Les commémorations auront lieu au Palais fédéral, comme il y a 50 ans. C’est assez exceptionnel...

Nous avons pu compter sur le soutien du conseiller fédéral Alain Berset, de l’ancien président du Conseil national Dominique de Buman, qui s’est investi corps et âme dans le projet, et de l’actuelle présidente Marina Carobbio, qui s’exprimera durant la partie officielle. Seront présents plus de 200 représentants d’Emmaüs International et des invités de marque.
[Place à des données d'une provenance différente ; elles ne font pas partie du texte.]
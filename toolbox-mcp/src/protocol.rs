//! JSON-RPC 2.0 envelope (§4.9, §6 "MCP protocol").

use serde::{Deserialize, Serialize};
use serde_json::Value;

pub const JSONRPC_VERSION: &str = "2.0";

/// An inbound JSON-RPC 2.0 request or notification. Notifications (no `id`)
/// are valid input but the caller never emits a response for them.
#[derive(Debug, Clone, Deserialize, Serialize)]
pub struct JsonRpcRequest {
    pub jsonrpc: String,
    pub method: String,
    #[serde(default, skip_serializing_if = "Option::is_none")]
    pub params: Option<Value>,
    #[serde(default, skip_serializing_if = "Option::is_none")]
    pub id: Option<Value>,
}

impl JsonRpcRequest {
    pub fn is_notification(&self) -> bool {
        self.id.is_none()
    }
}

/// An outbound JSON-RPC 2.0 response: exactly one of `result`/`error` is set.
#[derive(Debug, Clone, Serialize, Deserialize)]
pub struct JsonRpcResponse {
    pub jsonrpc: String,
    #[serde(skip_serializing_if = "Option::is_none")]
    pub result: Option<Value>,
    #[serde(skip_serializing_if = "Option::is_none")]
    pub error: Option<JsonRpcError>,
    pub id: Option<Value>,
}

impl JsonRpcResponse {
    pub fn success(id: Option<Value>, result: Value) -> Self {
        Self {
            jsonrpc: JSONRPC_VERSION.to_string(),
            result: Some(result),
            error: None,
            id,
        }
    }

    pub fn failure(id: Option<Value>, error: JsonRpcError) -> Self {
        Self {
            jsonrpc: JSONRPC_VERSION.to_string(),
            result: None,
            error: Some(error),
            id,
        }
    }
}

#[derive(Debug, Clone, Serialize, Deserialize)]
pub struct JsonRpcError {
    pub code: i32,
    pub message: String,
    #[serde(skip_serializing_if = "Option::is_none")]
    pub data: Option<Value>,
}

impl JsonRpcError {
    pub fn new(code: i32, message: impl Into<String>) -> Self {
        Self {
            code,
            message: message.into(),
            data: None,
        }
    }

    pub fn parse_error() -> Self {
        Self::new(-32700, "Parse error")
    }

    pub fn method_not_found(method: &str) -> Self {
        Self::new(-32601, format!("Method not found: {method}"))
    }

    pub fn invalid_params(details: impl Into<String>) -> Self {
        Self::new(-32602, details)
    }

    pub fn internal_error(details: impl Into<String>) -> Self {
        Self::new(-32603, details)
    }

    /// Map a core error (§7) onto the nearest JSON-RPC code. Tool-invocation
    /// failures from `tools/call` are carried as `isError:true` content
    /// instead (§4.9), so this is only reached for protocol-level failures:
    /// bad params, unknown method, or an error surfacing before dispatch.
    pub fn from_toolbox_error(err: &toolbox_core::ToolboxError) -> Self {
        use toolbox_core::ErrorCategory;
        match err.category() {
            ErrorCategory::InvalidParameter => Self::invalid_params(err.to_string()),
            ErrorCategory::UnknownTool | ErrorCategory::UnknownToolset => {
                Self::method_not_found(&err.to_string())
            }
            ErrorCategory::Unauthorized => Self::new(-32001, err.to_string()),
            _ => Self::internal_error(err.to_string()),
        }
    }
}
Plusieurs anciens de 1969, des proches de l’abbé Pierre et des délégués témoigneront des origines du mouvement, évoqueront son évolution et aborderont son avenir. L’événement sera retransmis en direct sur internet. Aujourd’hui, Emmaüs International, c’est 350 organisations dans 37 pays.

Quelle est la situation en Suisse?

La fédération suisse, créée en 1958, compte 8 communautés, à Fribourg, Carouge (dès 1956), Etagnières (VD), Sion, La Chaux-de-Fonds, Bümpliz (BE), Dübendorf (ZH) et Rivera (TI). Elle emploie environ cinquante salariés et accueille cent compagnons tout au long de l’année. Ils sont nourris-logés-blanchis et peuvent travailler dans les divers services de la brocante, jusqu’à ce qu’ils arrivent à retrouver un projet de vie. Nous avons aussi une brocante à Boncourt (JU) et deux ONG à Berne, Kinderhilfe et Fairmed, actives à l’étranger. Emmaüs ne bénéficie d’aucune subvention étatique.

Notre priorité pour l’avenir restera l’accueil inconditionnel, y compris des migrants, dans le respect de la législation et d’un commun accord avec la police des étrangers. Nous voulons aussi nous engager davantage dans le débat politique concernant la lutte contre la pauvreté. Comme j’aime à le dire: manifestons-nous contre l’impossible pour que tout soit possible!